Many security bugs can be avoided by making a clear distinction between authentication and authorization. When one logs into Facebook, one uses a username and password. Facebook lets you log in only once it is sure that you are the owner of the account by verifying your password. This is authentication. Once you log in, you cannot view all your friends’ photos. You can only view those photos which your friends have authorized you to view. This is authorization. There is a class of security bugs that arise because developers have not made this distinction.

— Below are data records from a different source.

//! Trimming to a target lift coefficient.

use std::convert::Infallible;

use twine_core::{EquationProblem, Model};
use twine_solvers::equation::bisection;
use uom::si::{angle::radian, f64::Angle};

use crate::support::aero::SceneError;

use super::{
    aircraft::{Aircraft, Solution},
    config::LiftingLineConfig,
};

/// Model adapter exposing angle of attack as the sole input.
struct TrimModel<'a> {
    aircraft: &'a Aircraft,
    density: f64,
    config: &'a LiftingLineConfig,
}

impl Model for TrimModel<'_> {
    type Input = Angle;
    type Output = Solution;
    type Error = SceneError;

    fn call(&self, input: &Self::Input) -> Result<Self::Output, Self::Error> {
        self.aircraft
            .solve(input.get::<radian>(), self.density, self.config)
    }
}

/// Residual is `achieved_cl - target_cl`.
struct TrimProblem {
    target_cl: f64,
}

impl EquationProblem<1> for TrimProblem {
    type Input = Angle;
    type Output = Solution;
    type Error = Infallible;

    fn input(&self, x: &[f64; 1]) -> Result<Self::Input, Self::Error> {
        Ok(Angle::new::<radian>(x[0]))
    }

    fn residuals(
        &self,
        _input: &Self::Input,
        output: &Self::Output,
    ) -> Result<[f64; 1], Self::Error> {
        Ok([output.coefficients.wind.lift - self.target_cl])
    }
}

/// Finds the angle of attack at which the aircraft produces `target_cl`.
///
/// # Errors
///
/// Returns [`SceneError::TrimFailed`] if the target is not bracketed or the
/// solve fails, and [`SceneError::TrimDivergence`] if the iteration limit is
/// reached.
pub(super) fn trim(
    aircraft: &Aircraft,
    density: f64,
    config: &LiftingLineConfig,
    target_cl: f64,
) -> Result<Solution, SceneError> {
    let model = TrimModel {
        aircraft,
        density,
        config,
    };
    let problem = TrimProblem { target_cl };

    let solution = bisection::solve(
        &model,
        &problem,
        config.trim.bracket_radians(),
        &config.trim.bisection(),
        |event: &bisection::Event<'_, _, _>| {
            // A failed solve usually means the angle is too steep for the
            // nonlinear iteration, so treat it as overshooting the target.
            if event.result().is_err() {
                return Some(bisection::Action::assume_positive());
            }
            None
        },
    )?;

    if solution.status != bisection::Status::Converged {
        return Err(SceneError::TrimDivergence {
            residual: solution.residual,
            iters: solution.iters,
        });
    }

    log::trace!(
        "trim converged in {} iterations: alpha={:.6} rad",
        solution.iters,
        solution.snapshot.output.alpha
    );

    Ok(solution.snapshot.output)
}
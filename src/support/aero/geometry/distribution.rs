use serde::{Deserialize, Serialize};
use thiserror::Error;

/// A spanwise distribution of a section parameter.
///
/// Either a single value applied over the whole section or a piecewise-linear
/// table of `[span_frac, value]` rows, with `span_frac` running from the
/// section root (0) to its tip (1).
/// Outside the table the end values are held constant.
///
/// In JSON a constant is a bare number and a table is a nested array:
///
/// ```
/// use twine_twist::support::aero::geometry::Distribution;
///
/// let d: Distribution = serde_json::from_str("[[0.0, 1.0], [1.0, 0.5]]").unwrap();
/// assert_eq!(d.at(0.5), 0.75);
///
/// let c: Distribution = serde_json::from_str("2.0").unwrap();
/// assert_eq!(c.at(0.3), 2.0);
/// ```
#[derive(Debug, Clone, PartialEq, Serialize, Deserialize)]
#[serde(untagged)]
pub enum Distribution {
    Constant(f64),
    Table(Vec<[f64; 2]>),
}

/// Reasons a [`Distribution`] table is rejected.
#[derive(Debug, Clone, Copy, PartialEq, Eq, Error)]
pub enum DistributionError {
    #[error("table has no rows")]
    Empty,
    #[error("table contains a non-finite entry")]
    NonFinite,
    #[error("table span fractions must be strictly increasing")]
    NotIncreasing,
}

impl Default for Distribution {
    fn default() -> Self {
        Self::Constant(0.0)
    }
}

impl Distribution {
    /// Builds a table from paired span fractions and values.
    ///
    /// Extra entries in the longer slice are ignored.
    #[must_use]
    pub fn from_pairs(span_fracs: &[f64], values: &[f64]) -> Self {
        Self::Table(
            span_fracs
                .iter()
                .zip(values)
                .map(|(&s, &v)| [s, v])
                .collect(),
        )
    }

    /// Returns the value at `span_frac` by linear interpolation.
    #[must_use]
    pub fn at(&self, span_frac: f64) -> f64 {
        match self {
            Self::Constant(value) => *value,
            Self::Table(rows) => interpolate(rows, span_frac),
        }
    }

    /// Returns the smallest value the distribution takes.
    #[must_use]
    pub fn min(&self) -> f64 {
        match self {
            Self::Constant(value) => *value,
            Self::Table(rows) => rows.iter().map(|row| row[1]).fold(f64::INFINITY, f64::min),
        }
    }

    /// Checks that the distribution is usable for interpolation.
    ///
    /// # Errors
    ///
    /// Returns a [`DistributionError`] for empty tables, non-finite entries,
    /// or span fractions that are not strictly increasing.
    pub fn validate(&self) -> Result<(), DistributionError> {
        match self {
            Self::Constant(value) if value.is_finite() => Ok(()),
            Self::Constant(_) => Err(DistributionError::NonFinite),
            Self::Table(rows) => {
                if rows.is_empty() {
                    return Err(DistributionError::Empty);
                }
                if rows.iter().flatten().any(|v| !v.is_finite()) {
                    return Err(DistributionError::NonFinite);
                }
                if rows.windows(2).any(|pair| pair[1][0] <= pair[0][0]) {
                    return Err(DistributionError::NotIncreasing);
                }
                Ok(())
            }
        }
    }
}

fn interpolate(rows: &[[f64; 2]], x: f64) -> f64 {
    let (Some(first), Some(last)) = (rows.first(), rows.last()) else {
        return f64::NAN;
    };

    if x <= first[0] {
        return first[1];
    }
    if x >= last[0] {
        return last[1];
    }

    // The table is increasing, so exactly one interval brackets x.
    let upper = rows.partition_point(|row| row[0] <= x);
    let [x0, y0] = rows[upper - 1];
    let [x1, y1] = rows[upper];
    y0 + (y1 - y0) * (x - x0) / (x1 - x0)
}
//! Type-level numeric constraints for physical inputs.
//!
//! Flight conditions and optimizer settings carry invariants such as
//! "airspeed is strictly positive" or "a penalty is non-negative".
//! Encoding those invariants in the type means they are checked once, at
//! construction, and never again inside the optimization loop.
//!
//! # Provided constraints
//!
//! - [`NonNegative`]: Zero or greater
//! - [`StrictlyPositive`]: Greater than zero
//!
//! Each marker is used with the generic [`Constrained<T, C>`] wrapper,
//! where `C` is the marker type implementing [`Constraint<T>`].
//! Both markers also provide an associated `new()` constructor
//! (e.g., `StrictlyPositive::new(100.0)`).
//!
//! # Extending
//!
//! Custom invariants are defined by implementing [`Constraint<T>`] for a
//! zero-sized marker type.

mod non_negative;
mod strictly_positive;

use std::marker::PhantomData;

use thiserror::Error;

pub use non_negative::NonNegative;
pub use strictly_positive::StrictlyPositive;

/// A trait for enforcing numeric invariants at construction time.
pub trait Constraint<T> {
    /// Checks that the given value satisfies this constraint.
    ///
    /// # Errors
    ///
    /// Returns a [`ConstraintError`] if the value does not satisfy the constraint.
    fn check(value: &T) -> Result<(), ConstraintError>;
}

/// An error returned when a [`Constraint`] is violated.
#[derive(Debug, Clone, Copy, PartialEq, Eq, Error)]
#[non_exhaustive]
pub enum ConstraintError {
    #[error("value must not be negative")]
    Negative,
    #[error("value must not be zero")]
    Zero,
    #[error("value is not a number")]
    NotANumber,
    #[error("value must be finite")]
    Infinite,
}

/// A wrapper enforcing a numeric constraint at construction time.
///
/// # Example
///
/// ```
/// use twine_twist::support::constraint::{Constrained, StrictlyPositive};
/// use uom::si::{f64::Velocity, velocity::meter_per_second};
///
/// let v = Constrained::<_, StrictlyPositive>::new(Velocity::new::<meter_per_second>(30.0)).unwrap();
/// assert_eq!(v.into_inner().get::<meter_per_second>(), 30.0);
/// ```
#[derive(Debug, Clone, Copy, Default, PartialEq, Eq, PartialOrd, Ord)]
pub struct Constrained<T, C: Constraint<T>> {
    value: T,
    _marker: PhantomData<C>,
}

impl<T, C: Constraint<T>> Constrained<T, C> {
    /// Constructs a new constrained value.
    ///
    /// # Errors
    ///
    /// Returns an error if the value does not satisfy the constraint.
    pub fn new(value: T) -> Result<Self, ConstraintError> {
        C::check(&value)?;
        Ok(Self {
            value,
            _marker: PhantomData,
        })
    }

    /// Consumes the wrapper and returns the inner value.
    pub fn into_inner(self) -> T {
        self.value
    }
}

/// Returns a reference to the inner unconstrained value.
impl<T, C: Constraint<T>> AsRef<T> for Constrained<T, C> {
    fn as_ref(&self) -> &T {
        &self.value
    }
}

A lot of security is knowing what not do. Security by obscurity and hand rolling security algorithms and protocols are the two things that immediately come to my mind. For example, while storing passwords, instead of coming up with an elaborate custom secure storage scheme, employ the industry standard bcrypt.

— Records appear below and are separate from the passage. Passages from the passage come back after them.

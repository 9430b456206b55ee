use thiserror::Error;
use twine_solvers::equation::bisection;

use super::geometry::GeometryError;

/// Errors raised by an [`AeroScene`](super::AeroScene).
#[derive(Debug, Error)]
pub enum SceneError {
    #[error("no aircraft named '{0}' in the scene")]
    UnknownAircraft(String),

    #[error("invalid geometry")]
    InvalidGeometry(#[from] GeometryError),

    /// The vortex system has no unique solution.
    #[error("vortex system is singular")]
    SingularSystem,

    /// An iterative solve stopped before reaching its tolerance.
    #[error("solver did not converge after {iters} iterations: residual={residual:e}")]
    NonConvergence { iters: usize, residual: f64 },

    /// A non-finite value appeared in the solution.
    #[error("solution is not finite")]
    NonFinite,

    /// The trim solve could not be carried out, e.g. the target lift lies
    /// outside the angle of attack bracket.
    #[error("trim solve failed")]
    TrimFailed(#[from] bisection::Error),

    /// The trim solve ran out of iterations.
    #[error("trim hit iteration limit: cl residual={residual:e}")]
    TrimDivergence { residual: f64, iters: usize },

    #[error("aircraft '{0}' has not been solved at its current state")]
    NotSolved(String),
}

There is a thought process that you will do better security by having tons of access control. One of the manifestations of this is restricting SSH access to production boxes. Unless you have invested tons in tooling, this slows down teams drastically. In today’s world, where speed is paramount, this does not work. Under pressure to do things fast, teams find ingenious ways to circumvent these controls. Strict access control only works in organizations which are fine with taking things slowly but this usually stifles productivity and leaves a bevy of frustrated developers. The only way around this problem is to have the most necessary access control and take care of the rest through tooling. An example is how Netflix uses tools to enable developers to SSH into production boxes without compromising security.
Security implemented in a naive manner goes against the human nature of seeking to accomplish tasks in the least restrictive manner. If you do not invest in tooling, security always gets in the way of accomplishing things.
A less intrusive way of doing security is to configure systems with sane defaults. An example—when you provision a server, ensure that it is fortified by default. If you are using external tools, configure them with defaults. For example, if you are using Slack, configure it so that only people with your organization’s email address can sign up. Carry out a periodic audit of systems. This could be anything from periodically scanning SSH access logs to repository audits to ensure secrets and passwords are not leaked.
No writeup on security can be complete without touching upon compliance. There are tons – PCI, HIPAA, SOX etc. All these come with their own baggage. One simple way around this is to first understand what and all parts of your application have to be under the scope of compliance. For example, if you have an e-commerce application taking credit card information, you have to be PCI compliant. But this does not mean your entire application has to be under the scope of PCI audit. You can smartly bifurcate the application into parts that deal with payment and parts that do not. Once this is done, only the parts that deal with payment have to be under PCI scope.
A final note, security is a never-ending concern, there is nothing called enough security. Where you draw the line is up to you.